**Exercise**
Would you return the entries exactly, with every line intact?

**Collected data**
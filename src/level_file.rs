//! JSON level files
//!
//! ```json
//! { "tile_size": 75, "layout": ["   S  ", "======"], "scroll_speed": 320.0 }
//! ```
//!
//! Reading the file is the host's job; this only maps text onto a layout.

use glam::DVec2;
use serde::{Deserialize, Serialize};

use crate::consts::DEFAULT_TILE_SIZE;
use crate::sim::{Level, LevelLayout};
use crate::tuning::Tuning;

fn default_tile_size() -> f64 {
    DEFAULT_TILE_SIZE
}

/// On-disk level description
#[derive(Debug, Clone, PartialEq, Serialize, Deserialize)]
pub struct LevelFile {
    #[serde(default = "default_tile_size")]
    pub tile_size: f64,
    pub layout: Vec<String>,
    /// Overrides the tuning's scroll speed for this level
    #[serde(default, skip_serializing_if = "Option::is_none")]
    pub scroll_speed: Option<f64>,
    /// Player hitbox top-left at spawn, `[x, y]`
    #[serde(default, skip_serializing_if = "Option::is_none")]
    pub player_start: Option<[f64; 2]>,
    /// Asset theme name, resolved by the host
    #[serde(default, skip_serializing_if = "Option::is_none")]
    pub theme: Option<String>,
}

impl LevelFile {
    pub fn from_json(json: &str) -> Result<Self, serde_json::Error> {
        serde_json::from_str(json)
    }

    pub fn to_json(&self) -> Result<String, serde_json::Error> {
        serde_json::to_string_pretty(self)
    }

    pub fn layout(&self) -> LevelLayout {
        let layout = LevelLayout::new(self.layout.iter().cloned(), self.tile_size);
        match self.player_start {
            Some([x, y]) => layout.with_player_start(DVec2::new(x, y)),
            None => layout,
        }
    }

    /// `base` with this level's overrides applied
    pub fn tuning(&self, base: &Tuning) -> Tuning {
        let mut tuning = base.clone();
        if let Some(speed) = self.scroll_speed {
            tuning.scroll_speed = speed;
        }
        tuning
    }

    pub fn into_level(self, base: &Tuning) -> Level {
        let tuning = self.tuning(base);
        let level = Level::new(self.layout(), tuning);
        match self.theme {
            Some(theme) => level.with_theme(theme),
            None => level,
        }
    }
}

#[cfg(test)]
mod tests {
    use super::*;

    #[test]
    fn test_minimal_file() {
        let file = LevelFile::from_json(r#"{ "layout": ["  S", "==="] }"#).unwrap();
        assert_eq!(file.tile_size, 75.0);
        assert!(file.scroll_speed.is_none());
        let layout = file.layout();
        assert_eq!(layout.columns(), 3);
        assert_eq!(layout.start(), DVec2::new(100.0, 200.0));
    }

    #[test]
    fn test_overrides() {
        let json = r#"{
            "tile_size": 10,
            "layout": ["=="],
            "scroll_speed": 42.0,
            "player_start": [1.0, 2.0],
            "theme": "neon"
        }"#;
        let file = LevelFile::from_json(json).unwrap();
        let tuning = file.tuning(&Tuning::default());
        assert_eq!(tuning.scroll_speed, 42.0);
        assert_eq!(file.layout().start(), DVec2::new(1.0, 2.0));

        let level = file.into_level(&Tuning::default());
        assert_eq!(level.theme(), Some("neon"));
        assert_eq!(level.camera().scroll_speed, 42.0);
        assert_eq!(level.tile_size(), 10.0);
    }

    #[test]
    fn test_missing_layout_is_error() {
        assert!(LevelFile::from_json(r#"{ "tile_size": 75 }"#).is_err());
        assert!(LevelFile::from_json("not json").is_err());
    }

    #[test]
    fn test_serialize_skips_absent_overrides() {
        let file = LevelFile {
            tile_size: 75.0,
            layout: vec!["=".into()],
            scroll_speed: None,
            player_start: None,
            theme: None,
        };
        let json = file.to_json().unwrap();
        assert!(!json.contains("scroll_speed"));
        assert_eq!(LevelFile::from_json(&json).unwrap(), file);
    }
}
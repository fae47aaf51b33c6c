//! Deterministic simulation module
//!
//! All gameplay logic lives here. This module must be pure and deterministic:
//! - Clamped timestep only
//! - No I/O (layouts arrive already loaded)
//! - Stable iteration order (layout order)
//! - No rendering or platform dependencies

pub mod camera;
pub mod collision;
pub mod entity;
pub mod layout;
pub mod level;
pub mod player;
pub mod rect;
pub mod view;

pub use camera::Camera;
pub use collision::{CollisionResult, ContactSide, contact_side, is_supported, resolve_solids};
pub use entity::{Entity, EntityKind, Goal, Hazard, Pickup, PickupEffect, Solid};
pub use layout::{LevelLayout, build_entities};
pub use level::{DeathCause, Level, LevelEvent, LevelPhase, StepResult, World};
pub use player::{AdvanceResult, JumpAssist, JumpOutcome, MotionState, Player, PlayerPhysics, Pose};
pub use rect::Rect;
pub use view::{RenderTransform, SpriteKind, collect_render_transforms, player_transform};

**Written reply**
filename src/level_file.rs
//! JSON level files
//!
//! ```json
//! { "tile_size": 75, "layout": ["   S  ", "======"], "scroll_speed": 320.0 }
//! ```
//!
//! Reading the file is the host's job; this only maps text onto a layout.

use glam::DVec2;
use serde::{Deserialize, Serialize};

use crate::consts::DEFAULT_TILE_SIZE;
use crate::sim::{Level, LevelLayout};
use crate::tuning::Tuning;

fn default_tile_size() -> f64 {
    DEFAULT_TILE_SIZE
}

/// On-disk level description
#[derive(Debug, Clone, PartialEq, Serialize, Deserialize)]
pub struct LevelFile {
    #[serde(default = "default_tile_size")]
    pub tile_size: f64,
    pub layout: Vec<String>,
    /// Overrides the tuning's scroll speed for this level
    #[serde(default, skip_serializing_if = "Option::is_none")]
    pub scroll_speed: Option<f64>,
    /// Player hitbox top-left at spawn, `[x, y]`
    #[serde(default, skip_serializing_if = "Option::is_none")]
    pub player_start: Option<[f64; 2]>,
    /// Asset theme name, resolved by the host
    #[serde(default, skip_serializing_if = "Option::is_none")]
    pub theme: Option<String>,
}

impl LevelFile {
    pub fn from_json(json: &str) -> Result<Self, serde_json::Error> {
        serde_json::from_str(json)
    }

    pub fn to_json(&self) -> Result<String, serde_json::Error> {
        serde_json::to_string_pretty(self)
    }

    pub fn layout(&self) -> LevelLayout {
        let layout = LevelLayout::new(self.layout.iter().cloned(), self.tile_size);
        match self.player_start {
            Some([x, y]) => layout.with_player_start(DVec2::new(x, y)),
            None => layout,
        }
    }

    /// `base` with this level's overrides applied
    pub fn tuning(&self, base: &Tuning) -> Tuning {
        let mut tuning = base.clone();
        if let Some(speed) = self.scroll_speed {
            tuning.scroll_speed = speed;
        }
        tuning
    }

    pub fn into_level(self, base: &Tuning) -> Level {
        let tuning = self.tuning(base);
        let level = Level::new(self.layout(), tuning);
        match self.theme {
            Some(theme) => level.with_theme(theme),
            None => level,
        }
    }
}

#[cfg(test)]
mod tests {
    use super::*;

    #[test]
    fn test_minimal_file() {
        let file = LevelFile::from_json(r#"{ "layout": ["  S", "==="] }"#).unwrap();
        assert_eq!(file.tile_size, 75.0);
        assert!(file.scroll_speed.is_none());
        let layout = file.layout();
        assert_eq!(layout.columns(), 3);
        assert_eq!(layout.start(), DVec2::new(100.0, 200.0));
    }

    #[test]
    fn test_overrides() {
        let json = r#"{
            "tile_size": 10,
            "layout": ["=="],
            "scroll_speed": 42.0,
            "player_start": [1.0, 2.0],
            "theme": "neon"
        }"#;
        let file = LevelFile::from_json(json).unwrap();
        let tuning = file.tuning(&Tuning::default());
        assert_eq!(tuning.scroll_speed, 42.0);
        assert_eq!(file.layout().start(), DVec2::new(1.0, 2.0));

        let level = file.into_level(&Tuning::default());
        assert_eq!(level.theme(), Some("neon"));
        assert_eq!(level.camera().scroll_speed, 42.0);
        assert_eq!(level.tile_size(), 10.0);
    }

    #[test]
    fn test_missing_layout_is_error() {
        assert!(LevelFile::from_json(r#"{ "tile_size": 75 }"#).is_err());
        assert!(LevelFile::from_json("not json").is_err());
    }

    #[test]
    fn test_serialize_skips_absent_overrides() {
        let file = LevelFile {
            tile_size: 75.0,
            layout: vec!["=".into()],
            scroll_speed: None,
            player_start: None,
            theme: None,
        };
        let json = file.to_json().unwrap();
        assert!(!json.contains("scroll_speed"));
        assert_eq!(LevelFile::from_json(&json).unwrap(), file);
    }
}
repository fae47aaf51b33c6c
//! Deterministic simulation module
//!
//! All gameplay logic lives here. This module must be pure and deterministic:
//! - Clamped timestep only
//! - No I/O (layouts arrive already loaded)
//! - Stable iteration order (layout order)
//! - No rendering or platform dependencies

pub mod camera;
pub mod collision;
pub mod entity;
pub mod layout;
pub mod level;
pub mod player;
pub mod rect;
pub mod view;

pub use camera::Camera;
pub use collision::{CollisionResult, ContactSide, contact_side, is_supported, resolve_solids};
pub use entity::{Entity, EntityKind, Goal, Hazard, Pickup, PickupEffect, Solid};
pub use layout::{LevelLayout, build_entities};
pub use level::{DeathCause, Level, LevelEvent, LevelPhase, StepResult, World};
pub use player::{AdvanceResult, JumpAssist, JumpOutcome, MotionState, Player, PlayerPhysics, Pose};
pub use rect::Rect;
pub use view::{RenderTransform, SpriteKind, collect_render_transforms, player_transform};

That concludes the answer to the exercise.